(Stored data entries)
══════
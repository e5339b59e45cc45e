//! Asynchronous analytics recording (spec C6).
//!
//! Serving latency must never depend on analytics I/O: `record` enqueues
//! onto a bounded channel and returns immediately, dropping the event (with
//! a counter increment) if the channel is full.

use std::sync::atomic::{AtomicU64, Ordering};
use std::sync::Arc;
use std::time::Duration;

use tokio::sync::mpsc;
use tracing::{debug, warn};

use crate::store::AnalyticsStore;
use crate::types::analytics::AnalyticsEvent;

/// Counters exposed for operational visibility.
#[derive(Debug, Default)]
pub struct RecorderMetrics {
    enqueued: AtomicU64,
    dropped: AtomicU64,
    written: AtomicU64,
    write_failures: AtomicU64,
}

impl RecorderMetrics {
    #[must_use]
    pub fn dropped(&self) -> u64 {
        self.dropped.load(Ordering::Relaxed)
    }

    #[must_use]
    pub fn written(&self) -> u64 {
        self.written.load(Ordering::Relaxed)
    }
}

/// The producer handle given to the orchestrator. Cloning is cheap; all
/// clones share one channel and one writer pool.
#[derive(Clone)]
pub struct AnalyticsRecorder {
    sender: mpsc::Sender<AnalyticsEvent>,
    metrics: Arc<RecorderMetrics>,
}

impl AnalyticsRecorder {
    /// Spawn `worker_count` batching writers draining a channel of
    /// `buffer_size` capacity, and return the producer handle.
    #[must_use]
    pub fn spawn(
        store: Arc<dyn AnalyticsStore>,
        buffer_size: usize,
        worker_count: usize,
        batch_size: usize,
        batch_interval: Duration,
    ) -> Self {
        let (sender, receiver) = mpsc::channel(buffer_size);
        let metrics = Arc::new(RecorderMetrics::default());
        let receiver = Arc::new(tokio::sync::Mutex::new(receiver));

        for worker_id in 0..worker_count.max(1) {
            let store = store.clone();
            let metrics = metrics.clone();
            let receiver = receiver.clone();
            tokio::spawn(async move {
                run_writer(worker_id, receiver, store, metrics, batch_size, batch_interval).await;
            });
        }

        Self { sender, metrics }
    }

    /// Record one event. Never blocks the caller: on a full channel the
    /// event is dropped and the drop counter is incremented (spec §4.6).
    pub fn record(&self, mut event: AnalyticsEvent) {
        sanitize_defensively(&mut event);

        match self.sender.try_send(event) {
            Ok(()) => {
                self.metrics.enqueued.fetch_add(1, Ordering::Relaxed);
            }
            Err(_) => {
                self.metrics.dropped.fetch_add(1, Ordering::Relaxed);
                warn!("analytics buffer full, dropping event");
            }
        }
    }

    #[must_use]
    pub fn metrics(&self) -> Arc<RecorderMetrics> {
        self.metrics.clone()
    }
}

/// Defensive anonymization: if `caller_ip` looks like a raw dotted-quad
/// IPv4 address, zero its low bits rather than trust that the boundary
/// already anonymized it (spec §4.6 privacy contract). `session_id` is not
/// touched here: it is an opaque client-rotated token, never a raw address.
fn sanitize_defensively(event: &mut AnalyticsEvent) {
    if looks_like_raw_ipv4(&event.caller_ip) {
        event.caller_ip = anonymize_ipv4(&event.caller_ip);
    }
}

fn looks_like_raw_ipv4(s: &str) -> bool {
    let parts: Vec<&str> = s.split('.').collect();
    parts.len() == 4 && parts.iter().all(|p| p.parse::<u8>().is_ok())
}

fn anonymize_ipv4(s: &str) -> String {
    let mut parts: Vec<&str> = s.split('.').collect();
    parts[3] = "0";
    parts.join(".")
}

async fn run_writer(
    worker_id: usize,
    receiver: Arc<tokio::sync::Mutex<mpsc::Receiver<AnalyticsEvent>>>,
    store: Arc<dyn AnalyticsStore>,
    metrics: Arc<RecorderMetrics>,
    batch_size: usize,
    batch_interval: Duration,
) {
    loop {
        let mut batch = Vec::with_capacity(batch_size);
        let deadline = tokio::time::sleep(batch_interval);
        tokio::pin!(deadline);

        loop {
            let mut guard = receiver.lock().await;
            tokio::select! {
                event = guard.recv() => {
                    drop(guard);
                    match event {
                        Some(event) => {
                            batch.push(event);
                            if batch.len() >= batch_size {
                                break;
                            }
                        }
                        None => return,
                    }
                }
                () = &mut deadline => {
                    drop(guard);
                    break;
                }
            }
        }

        if batch.is_empty() {
            continue;
        }

        debug!(worker_id, batch_len = batch.len(), "flushing analytics batch");
        for event in &batch {
            match store.record_event(event).await {
                Ok(()) => {
                    metrics.written.fetch_add(1, Ordering::Relaxed);
                }
                Err(e) => {
                    // Analytics failures are logged and swallowed (spec §7):
                    // they must never fail a user request.
                    metrics.write_failures.fetch_add(1, Ordering::Relaxed);
                    warn!(error = %e, "analytics write failed");
                }
            }
        }
    }
}

#[cfg(test)]
mod tests {
    use super::*;

    #[test]
    fn raw_ipv4_looking_caller_ip_is_anonymized() {
        let mut event = sample_event("203.0.113.42");
        sanitize_defensively(&mut event);
        assert_eq!(event.caller_ip, "203.0.113.0");
    }

    #[test]
    fn opaque_caller_ip_is_left_untouched() {
        let mut event = sample_event("anon-abc123");
        sanitize_defensively(&mut event);
        assert_eq!(event.caller_ip, "anon-abc123");
    }

    fn sample_event(caller_ip: &str) -> AnalyticsEvent {
        AnalyticsEvent {
            event_id: uuid::Uuid::nil(),
            session_id: "sess-1".into(),
            caller_ip: caller_ip.to_string(),
            query: "boots".into(),
            query_hash: "abc".into(),
            search_type: crate::types::request::SearchType::Semantic,
            filters: crate::types::filters::Filters::default(),
            page: 1,
            limit: 25,
            user_agent: None,
            result_count: 1,
            cache_hit: false,
            applied_strategies: vec![],
            latency_ms: 1,
            clicked_external_id: None,
            category: None,
            primary_intent: "other".into(),
            avg_similarity: 0.0,
            timestamp: chrono::DateTime::<chrono::Utc>::UNIX_EPOCH,
        }
    }
}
══════
Copy out, from the data above, each line where the string "warn" is present.

use tracing::{debug, warn};
                warn!("analytics buffer full, dropping event");
                    warn!(error = %e, "analytics write failed");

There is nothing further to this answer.